[ABOUT THIS EXERCISE]: Each record must be printed again exactly as it appears.

-------- DATASET CONTENT

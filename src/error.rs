//! Error types for the EO Canvas Rust SDK

use std::path::PathBuf;
use thiserror::Error;

/// Result type alias for SDK operations
pub type Result<T, E = SdkError> = std::result::Result<T, E>;

/// Main error type for the SDK
#[derive(Error, Debug)]
pub enum SdkError {
    /// Username or password contain whitespace or are empty
    #[error("Username and/or password malformed. Please review them.")]
    MalformedCredentials,

    /// The credentials file does not exist
    #[error("Missing credentials file at {0}. Please save them again.")]
    CredentialsNotFound(PathBuf),

    /// The credentials file exists but cannot be read back
    #[error("Credentials could not be read from {0}. Please save them again.")]
    CorruptedCredentials(PathBuf),

    /// HTTP transport errors
    #[error("HTTP request failed: {0}")]
    Request(#[from] reqwest::Error),

    /// Non-success status returned by the service
    #[error("HTTP {status} error: {message}")]
    Http { status: u16, message: String },

    /// Transient server errors persisted past the retry budget
    #[error("Maximum retries ({retries}) reached for {method} {url}")]
    MaxRetries {
        method: String,
        url: String,
        retries: usize,
    },

    /// HTTP 429 from the service
    #[error("Quota exceeded: {0}")]
    QuotaExceeded(String),

    /// A job reached the `failed` state
    #[error("Job {job_id} failed. Try checking the logs for more info.")]
    JobFailed { job_id: String },

    /// The runner observed a status outside of the known lifecycle
    #[error("Job {job_id} reported unexpected status '{status}'")]
    UnexpectedJobStatus { job_id: String, status: String },

    /// The result is an external reference and is not served by this service
    #[error("Result '{0}' is an external reference, not served by this service")]
    NotDownloadable(String),

    /// The result relation is neither `result` nor `enclosure`
    #[error("rel {0} not known")]
    UnknownResultType(String),

    /// Parameter validation errors, raised before any network call
    #[error("Validation error: {0}")]
    Validation(String),

    /// Encryption/key errors
    #[error("Crypto error: {0}")]
    Crypto(String),

    /// SNAP graph could not be decoded
    #[error("Malformed SNAP graph: {0}")]
    MalformedSnap(String),

    /// Data Tailor chain could not be decoded
    #[error("Invalid Data Tailor chain: {0}")]
    InvalidChain(String),

    /// Invalid configuration errors
    #[error("Invalid configuration: {0}")]
    InvalidConfig(String),

    /// JSON serialization/deserialization errors
    #[error("JSON error: {0}")]
    Json(#[from] serde_json::Error),

    /// Filesystem errors
    #[error("I/O error: {0}")]
    Io(#[from] std::io::Error),

    /// URL parsing errors
    #[error("URL parse error: {0}")]
    UrlParse(#[from] url::ParseError),

    /// Timeout errors
    #[error("Operation timed out")]
    Timeout,
}

impl SdkError {
    /// True for the local credential file family of errors
    pub fn is_credentials_error(&self) -> bool {
        matches!(
            self,
            SdkError::MalformedCredentials
                | SdkError::CredentialsNotFound(_)
                | SdkError::CorruptedCredentials(_)
        )
    }

    /// HTTP status carried by the error, if any
    pub fn status(&self) -> Option<u16> {
        match self {
            SdkError::Http { status, .. } => Some(*status),
            SdkError::QuotaExceeded(_) => Some(429),
            SdkError::Request(e) => e.status().map(|s| s.as_u16()),
            _ => None,
        }
    }
}

impl From<rsa::Error> for SdkError {
    fn from(e: rsa::Error) -> Self {
        SdkError::Crypto(format!("RSA error: {}", e))
    }
}

impl From<base64::DecodeError> for SdkError {
    fn from(e: base64::DecodeError) -> Self {
        SdkError::Crypto(format!("Base64 decode error: {}", e))
    }
}
//! Named product inputs and their per-input options

use serde::ser::{Serialize, SerializeMap, Serializer};

/// URI scheme referencing a stored key
pub const KEYSTORE_SCHEME: &str = "keystore://";

/// Schema value pointing at a key by name
pub fn keystore_uri(key_name: &str) -> String {
    format!("{}{}", KEYSTORE_SCHEME, key_name)
}

/// A named product URL fed to a process
///
/// Serializes as `{"<key>": "<url>", "schema": "keystore://<name>"}`, the
/// schema entry present only when a key is attached.
#[derive(Debug, Clone, PartialEq, Eq)]
pub struct Input {
    pub key: String,
    pub url: String,
    /// Name of the key granting access to `url`
    pub keystore: Option<String>,
}

impl Input {
    pub fn new(key: impl Into<String>, url: impl Into<String>) -> Self {
        Self {
            key: key.into(),
            url: url.into(),
            keystore: None,
        }
    }

    pub fn with_keystore(mut self, key_name: impl Into<String>) -> Self {
        self.keystore = Some(key_name.into());
        self
    }
}

impl Serialize for Input {
    fn serialize<S: Serializer>(&self, serializer: S) -> Result<S::Ok, S::Error> {
        let len = if self.keystore.is_some() { 2 } else { 1 };
        let mut map = serializer.serialize_map(Some(len))?;
        map.serialize_entry(&self.key, &self.url)?;
        if let Some(name) = &self.keystore {
            map.serialize_entry("schema", &keystore_uri(name))?;
        }
        map.end()
    }
}

/// How the service should treat one input
///
/// Both fields are always sent; `uncompress` defaults to `false`.
#[derive(Debug, Clone, PartialEq, Eq, serde::Serialize)]
pub struct ConfigOption {
    pub uncompress: bool,
    #[serde(rename = "subPath")]
    pub sub_path: String,
}

impl ConfigOption {
    pub fn new(sub_path: impl Into<String>) -> Self {
        Self {
            uncompress: false,
            sub_path: sub_path.into(),
        }
    }

    pub fn uncompress(mut self, uncompress: bool) -> Self {
        self.uncompress = uncompress;
        self
    }
}

/// Options bound to the input of the same `key`
///
/// Serializes as `{"<key>": {"uncompress": ..., "subPath": ...}}`.
#[derive(Debug, Clone, PartialEq, Eq)]
pub struct Config {
    pub key: String,
    pub options: ConfigOption,
}

impl Config {
    pub fn new(key: impl Into<String>, options: ConfigOption) -> Self {
        Self {
            key: key.into(),
            options,
        }
    }
}

impl Serialize for Config {
    fn serialize<S: Serializer>(&self, serializer: S) -> Result<S::Ok, S::Error> {
        let mut map = serializer.serialize_map(Some(1))?;
        map.serialize_entry(&self.key, &self.options)?;
        map.end()
    }
}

----------------

[TASK SOLUTION]:
filename src/error.rs
//! Error types for the EO Canvas Rust SDK

use std::path::PathBuf;
use thiserror::Error;

/// Result type alias for SDK operations
pub type Result<T, E = SdkError> = std::result::Result<T, E>;

/// Main error type for the SDK
#[derive(Error, Debug)]
pub enum SdkError {
    /// Username or password contain whitespace or are empty
    #[error("Username and/or password malformed. Please review them.")]
    MalformedCredentials,

    /// The credentials file does not exist
    #[error("Missing credentials file at {0}. Please save them again.")]
    CredentialsNotFound(PathBuf),

    /// The credentials file exists but cannot be read back
    #[error("Credentials could not be read from {0}. Please save them again.")]
    CorruptedCredentials(PathBuf),

    /// HTTP transport errors
    #[error("HTTP request failed: {0}")]
    Request(#[from] reqwest::Error),

    /// Non-success status returned by the service
    #[error("HTTP {status} error: {message}")]
    Http { status: u16, message: String },

    /// Transient server errors persisted past the retry budget
    #[error("Maximum retries ({retries}) reached for {method} {url}")]
    MaxRetries {
        method: String,
        url: String,
        retries: usize,
    },

    /// HTTP 429 from the service
    #[error("Quota exceeded: {0}")]
    QuotaExceeded(String),

    /// A job reached the `failed` state
    #[error("Job {job_id} failed. Try checking the logs for more info.")]
    JobFailed { job_id: String },

    /// The runner observed a status outside of the known lifecycle
    #[error("Job {job_id} reported unexpected status '{status}'")]
    UnexpectedJobStatus { job_id: String, status: String },

    /// The result is an external reference and is not served by this service
    #[error("Result '{0}' is an external reference, not served by this service")]
    NotDownloadable(String),

    /// The result relation is neither `result` nor `enclosure`
    #[error("rel {0} not known")]
    UnknownResultType(String),

    /// Parameter validation errors, raised before any network call
    #[error("Validation error: {0}")]
    Validation(String),

    /// Encryption/key errors
    #[error("Crypto error: {0}")]
    Crypto(String),

    /// SNAP graph could not be decoded
    #[error("Malformed SNAP graph: {0}")]
    MalformedSnap(String),

    /// Data Tailor chain could not be decoded
    #[error("Invalid Data Tailor chain: {0}")]
    InvalidChain(String),

    /// Invalid configuration errors
    #[error("Invalid configuration: {0}")]
    InvalidConfig(String),

    /// JSON serialization/deserialization errors
    #[error("JSON error: {0}")]
    Json(#[from] serde_json::Error),

    /// Filesystem errors
    #[error("I/O error: {0}")]
    Io(#[from] std::io::Error),

    /// URL parsing errors
    #[error("URL parse error: {0}")]
    UrlParse(#[from] url::ParseError),

    /// Timeout errors
    #[error("Operation timed out")]
    Timeout,
}

impl SdkError {
    /// True for the local credential file family of errors
    pub fn is_credentials_error(&self) -> bool {
        matches!(
            self,
            SdkError::MalformedCredentials
                | SdkError::CredentialsNotFound(_)
                | SdkError::CorruptedCredentials(_)
        )
    }

    /// HTTP status carried by the error, if any
    pub fn status(&self) -> Option<u16> {
        match self {
            SdkError::Http { status, .. } => Some(*status),
            SdkError::QuotaExceeded(_) => Some(429),
            SdkError::Request(e) => e.status().map(|s| s.as_u16()),
            _ => None,
        }
    }
}

impl From<rsa::Error> for SdkError {
    fn from(e: rsa::Error) -> Self {
        SdkError::Crypto(format!("RSA error: {}", e))
    }
}

impl From<base64::DecodeError> for SdkError {
    fn from(e: base64::DecodeError) -> Self {
        SdkError::Crypto(format!("Base64 decode error: {}", e))
    }
}
//! Named product inputs and their per-input options

use serde::ser::{Serialize, SerializeMap, Serializer};

/// URI scheme referencing a stored key
pub const KEYSTORE_SCHEME: &str = "keystore://";

/// Schema value pointing at a key by name
pub fn keystore_uri(key_name: &str) -> String {
    format!("{}{}", KEYSTORE_SCHEME, key_name)
}

/// A named product URL fed to a process
///
/// Serializes as `{"<key>": "<url>", "schema": "keystore://<name>"}`, the
/// schema entry present only when a key is attached.
#[derive(Debug, Clone, PartialEq, Eq)]
pub struct Input {
    pub key: String,
    pub url: String,
    /// Name of the key granting access to `url`
    pub keystore: Option<String>,
}

impl Input {
    pub fn new(key: impl Into<String>, url: impl Into<String>) -> Self {
        Self {
            key: key.into(),
            url: url.into(),
            keystore: None,
        }
    }

    pub fn with_keystore(mut self, key_name: impl Into<String>) -> Self {
        self.keystore = Some(key_name.into());
        self
    }
}

impl Serialize for Input {
    fn serialize<S: Serializer>(&self, serializer: S) -> Result<S::Ok, S::Error> {
        let len = if self.keystore.is_some() { 2 } else { 1 };
        let mut map = serializer.serialize_map(Some(len))?;
        map.serialize_entry(&self.key, &self.url)?;
        if let Some(name) = &self.keystore {
            map.serialize_entry("schema", &keystore_uri(name))?;
        }
        map.end()
    }
}

/// How the service should treat one input
///
/// Both fields are always sent; `uncompress` defaults to `false`.
#[derive(Debug, Clone, PartialEq, Eq, serde::Serialize)]
pub struct ConfigOption {
    pub uncompress: bool,
    #[serde(rename = "subPath")]
    pub sub_path: String,
}

impl ConfigOption {
    pub fn new(sub_path: impl Into<String>) -> Self {
        Self {
            uncompress: false,
            sub_path: sub_path.into(),
        }
    }

    pub fn uncompress(mut self, uncompress: bool) -> Self {
        self.uncompress = uncompress;
        self
    }
}

/// Options bound to the input of the same `key`
///
/// Serializes as `{"<key>": {"uncompress": ..., "subPath": ...}}`.
#[derive(Debug, Clone, PartialEq, Eq)]
pub struct Config {
    pub key: String,
    pub options: ConfigOption,
}

impl Config {
    pub fn new(key: impl Into<String>, options: ConfigOption) -> Self {
        Self {
            key: key.into(),
            options,
        }
    }
}

impl Serialize for Config {
    fn serialize<S: Serializer>(&self, serializer: S) -> Result<S::Ok, S::Error> {
        let mut map = serializer.serialize_map(Some(1))?;
        map.serialize_entry(&self.key, &self.options)?;
        map.end()
    }
}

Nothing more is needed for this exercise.